Me too having just bought one, the componants could only have Cost £10 maximum and theirs nothing to stop you making your own, but when you compare the price to the agrevation of having to source and or make the parts its not realy going to save you much and having used it only twice so far, perfect, you cant even smell the normal odours that you normaly get when using chemicals 10/10 for me
Disposing of waste containing chemicals is going to get more and more difficult, Bio or otherwise, in my opiion buying one before they are £180.00 was my reason
Geo


----------



## Pusser (May 9, 2005)

Geo said:


> > Fail to understand why the SOG cost £80 so haven't bought one
> 
> 
> Me too having just bought one, the componants could only have Cost £10 maximum and theirs nothing to stop you making your own, but when you compare the price to the agrevation of having to source and or make the parts its not realy going to save you much and having used it only twice so far, perfect, you cant even smell the normal odours that you normaly get when using chemicals 10/10 for me
> ...


Surely if you put a tube on the outside extractor fan and feed it into the your neighbours lounge window there must be some smell.


----------



## tonyt (May 25, 2005)

Pusser said:


> Surely if you put a tube on the outside extractor fan and feed it into the your neighbours lounge window there must be some smell.
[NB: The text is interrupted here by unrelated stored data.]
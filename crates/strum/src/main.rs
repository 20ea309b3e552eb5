mod play;
mod telemetry;
mod theory;

use std::path::PathBuf;

use anyhow::{Context, Result};
use channel::{with_session, Channel, LogChannel, LogFormat};
use clap::{Parser, Subcommand, ValueEnum};
use sequencer::ThreadSleeper;
use strumconf::StrumConfig;
use tonal::Tone;

use play::{Instrument, TwinkleOptions};

/// Play tunes, strum chords and explore scales.
#[derive(Parser, Debug)]
#[command(version, about, long_about = None)]
struct Cli {
    /// Config file to use in place of ./strum.toml
    #[arg(short, long, env = "STRUM_CONFIG")]
    config: Option<PathBuf>,

    /// Where notes go
    #[arg(long, value_enum, default_value_t = Sink::Log)]
    sink: Sink,

    /// Write JSON lines instead of text
    #[arg(long)]
    json: bool,

    #[command(subcommand)]
    command: Command,
}

#[derive(Subcommand, Debug)]
enum Command {
    /// Play "Twinkle Twinkle Little Star"
    Twinkle {
        /// Beats per minute (default: playback.tempo_bpm)
        #[arg(long)]
        tempo: Option<f64>,

        /// Play it back to front
        #[arg(long)]
        reverse: bool,

        /// Turn the melody upside down
        #[arg(long)]
        flip: bool,
    },

    /// Strum chords by symbol, alternating down and up strokes
    Chords {
        /// Chord symbols, e.g. G C D Em
        #[arg(required = true)]
        symbols: Vec<String>,

        /// Use a twelve-string guitar
        #[arg(long)]
        twelve: bool,
    },

    /// Rank the twelve transpositions of a scale by shared tones
    Similar {
        tonic: Tone,

        #[arg(long, default_value = "major")]
        pattern: String,
    },

    /// Find the scales that contain every given tone
    Scales {
        #[arg(required = true)]
        tones: Vec<Tone>,

        /// Scale patterns to search (repeatable)
        #[arg(long = "pattern", default_values_t = ["major".to_string(), "minor".to_string()])]
        patterns: Vec<String>,
    },

    /// Print the effective configuration
    Config,
}

#[derive(Debug, Clone, Copy, PartialEq, Eq, ValueEnum)]
enum Sink {
    /// Print note events to stdout
    Log,
    /// Send note events to a MIDI output port
    Midi,
}

/// Notes sent to a device are scheduled this far ahead of its clock.
#[cfg(feature = "midi")]
const MIDI_LEAD_IN_SECS: f64 = 0.1;

fn open_channel(sink: Sink, json: bool, config: &StrumConfig) -> Result<(Box<dyn Channel>, f64)> {
    match sink {
        Sink::Log => {
            let format = if json { LogFormat::Json } else { LogFormat::Text };
            let channel = LogChannel::with_writer(Box::new(std::io::stdout()), format);
            Ok((Box::new(channel), 0.0))
        }
        #[cfg(feature = "midi")]
        Sink::Midi => {
            let channel = channel::MidiChannel::open(&config.midi.port, config.midi.channel)
                .context("Failed to open MIDI output")?;
            tracing::info!(
                port = channel.port_name(),
                channel = config.midi.channel,
                "MIDI output open"
            );
            let start = channel.now() + MIDI_LEAD_IN_SECS;
            Ok((Box::new(channel), start))
        }
        #[cfg(not(feature = "midi"))]
        Sink::Midi => {
            let _ = config;
            anyhow::bail!("strum was built without MIDI support; rebuild with --features midi")
        }
    }
}

fn main() -> Result<()> {
    let cli = Cli::parse();

    let (config, sources) = StrumConfig::load_with_sources_from(cli.config.as_deref())
        .context("Failed to load configuration")?;

    telemetry::init(&config.telemetry.log_level);
    tracing::debug!(files = ?sources.files, env = ?sources.env_overrides, "configuration loaded");

    match cli.command {
        Command::Twinkle {
            tempo,
            reverse,
            flip,
        } => {
            let options = TwinkleOptions {
                tempo,
                reverse,
                flip,
            };
            let (channel, start) = open_channel(cli.sink, cli.json, &config)?;
            with_session(channel, |ch| {
                play::twinkle(ch, start, &config, &options, &mut ThreadSleeper)
            })?;
        }
        Command::Chords { symbols, twelve } => {
            let mut instrument = Instrument::new(twelve);
            let (channel, start) = open_channel(cli.sink, cli.json, &config)?;
            let sounded = with_session(channel, |ch| {
                play::chords(ch, start, &symbols, &mut instrument, &config, &mut ThreadSleeper)
            })?;
            tracing::info!(chords = symbols.len(), strings = sounded, "strummed");
        }
        Command::Similar { tonic, pattern } => {
            println!("{}", theory::similar(tonic, &pattern, cli.json)?);
        }
        Command::Scales { tones, patterns } => {
            println!("{}", theory::scales(&tones, &patterns, cli.json)?);
        }
        Command::Config => {
            for path in &sources.files {
                println!("# loaded: {}", path.display());
            }
            for var in &sources.env_overrides {
                println!("# env: {var}");
            }
            print!("{}", config.to_toml());
        }
    }

    Ok(())
}

#[cfg(test)]
mod tests {
    use super::*;
    use clap::CommandFactory;
    use pretty_assertions::assert_eq;

    #[test]
    fn cli_definition_is_consistent() {
        Cli::command().debug_assert();
    }

    #[test]
    fn chords_take_symbols_and_sink() {
        let cli = Cli::try_parse_from([
            "strum", "--sink", "log", "--json", "chords", "G", "C", "--twelve",
        ])
        .unwrap();
        assert_eq!(cli.sink, Sink::Log);
        assert!(cli.json);
        match cli.command {
            Command::Chords { symbols, twelve } => {
                assert_eq!(symbols, ["G", "C"]);
                assert!(twelve);
            }
            other => panic!("unexpected command {other:?}"),
        }
    }

    #[test]
    fn tones_are_parsed_by_clap() {
        let cli =
            Cli::try_parse_from(["strum", "scales", "c", "d", "e", "b", "--pattern", "dorian"])
                .unwrap();
        match cli.command {
            Command::Scales { tones, patterns } => {
                assert_eq!(tones.len(), 4);
                assert_eq!(patterns, ["dorian"]);
            }
            other => panic!("unexpected command {other:?}"),
        }

        assert!(Cli::try_parse_from(["strum", "similar", "h"]).is_err());
    }

    #[test]
    fn scales_search_major_and_minor_by_default() {
        let cli = Cli::try_parse_from(["strum", "scales", "c"]).unwrap();
        match cli.command {
            Command::Scales { patterns, .. } => assert_eq!(patterns, ["major", "minor"]),
            other => panic!("unexpected command {other:?}"),
        }
    }

    #[test]
    fn log_sink_opens_at_time_zero() {
        let (channel, start) = open_channel(Sink::Log, false, &StrumConfig::default()).unwrap();
        assert_eq!(channel.now(), 0.0);
        assert_eq!(start, 0.0);
    }

    #[cfg(not(feature = "midi"))]
    #[test]
    fn midi_sink_needs_the_feature() {
        let Err(err) = open_channel(Sink::Midi, false, &StrumConfig::default()) else {
            panic!("MIDI sink opened without the midi feature");
        };
        assert!(err.to_string().contains("--features midi"));
    }
}
//! Notes placed on a beat grid, and their playback.
//!
//! A [`Sequence`] holds [`SequenceNote`]s measured in beats and a [`Rhythm`]
//! that turns beats into seconds. Playback converts each note to absolute
//! start and stop times and hands them to a [`channel::Channel`].

pub mod note;
pub mod pacing;
pub mod rhythm;
pub mod sequence;
pub mod tune;

pub use note::{Note, SequenceNote, DEFAULT_DURATION, DEFAULT_STRENGTH};
pub use pacing::{Pacing, Sleeper, ThreadSleeper};
pub use rhythm::Rhythm;
pub use sequence::Sequence;

use channel::ChannelError;
use tonal::{TonalError, Tone};

/// Errors from building, transforming and playing sequences.
#[derive(Debug, thiserror::Error)]
pub enum SequenceError {
    #[error("sequence has no notes")]
    EmptySequence,

    #[error("tone {tone} is not in the reference scale")]
    ToneNotInScale { tone: Tone },

    #[error("{what} {value} is out of range")]
    OutOfRange { what: &'static str, value: f64 },

    #[error("malformed note token: {0:?}")]
    InvalidToken(String),

    #[error(transparent)]
    Tonal(#[from] TonalError),

    #[error(transparent)]
    Channel(#[from] ChannelError),
}

pub type Result<T> = std::result::Result<T, SequenceError>;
I guess that depends on how smelly your neighbours are


----------



## altair (Mar 25, 2006)

Perhaps you could use the long tube on the sog to encourage the van owners with a noisy aircon to move to another pitch


----------



## Scotjimland (May 23, 2005)

altair said:


> Perhaps you could use the long tube on the sog to encourage the van owners with a noisy aircon to move to another pitch


You might bite off more than you can chew if said neighbour has an RV with a full black tank ...... and a short temper... :lol: :lol:


----------



## xgx (Oct 14, 2005)

just wish i could add a sound overlay: ****kicker's ball comes to mind...

i should have known that a serious question would provoke the usual lavatorial humour :lol: :lol: 

So, my spare two gals of loo blue will be used... provided there's a door on the chem disp lounge :lol: 

Environmentally friendly? who gives a gites


----------



## gaspode (May 9, 2005)

I can just see it now - a veritable Pusseresque situation.....

French Site Manager to Pusser:
Excuse me sir - before you empty that loo in my receptacle, can I see the colour of your poo please?

Pusser (removing trousers): Certainly monsewer, (suggestions for the next line please) :lol:


----------



## xgx (Oct 14, 2005)

C'est ne pa 'gites' c'est merde!


----------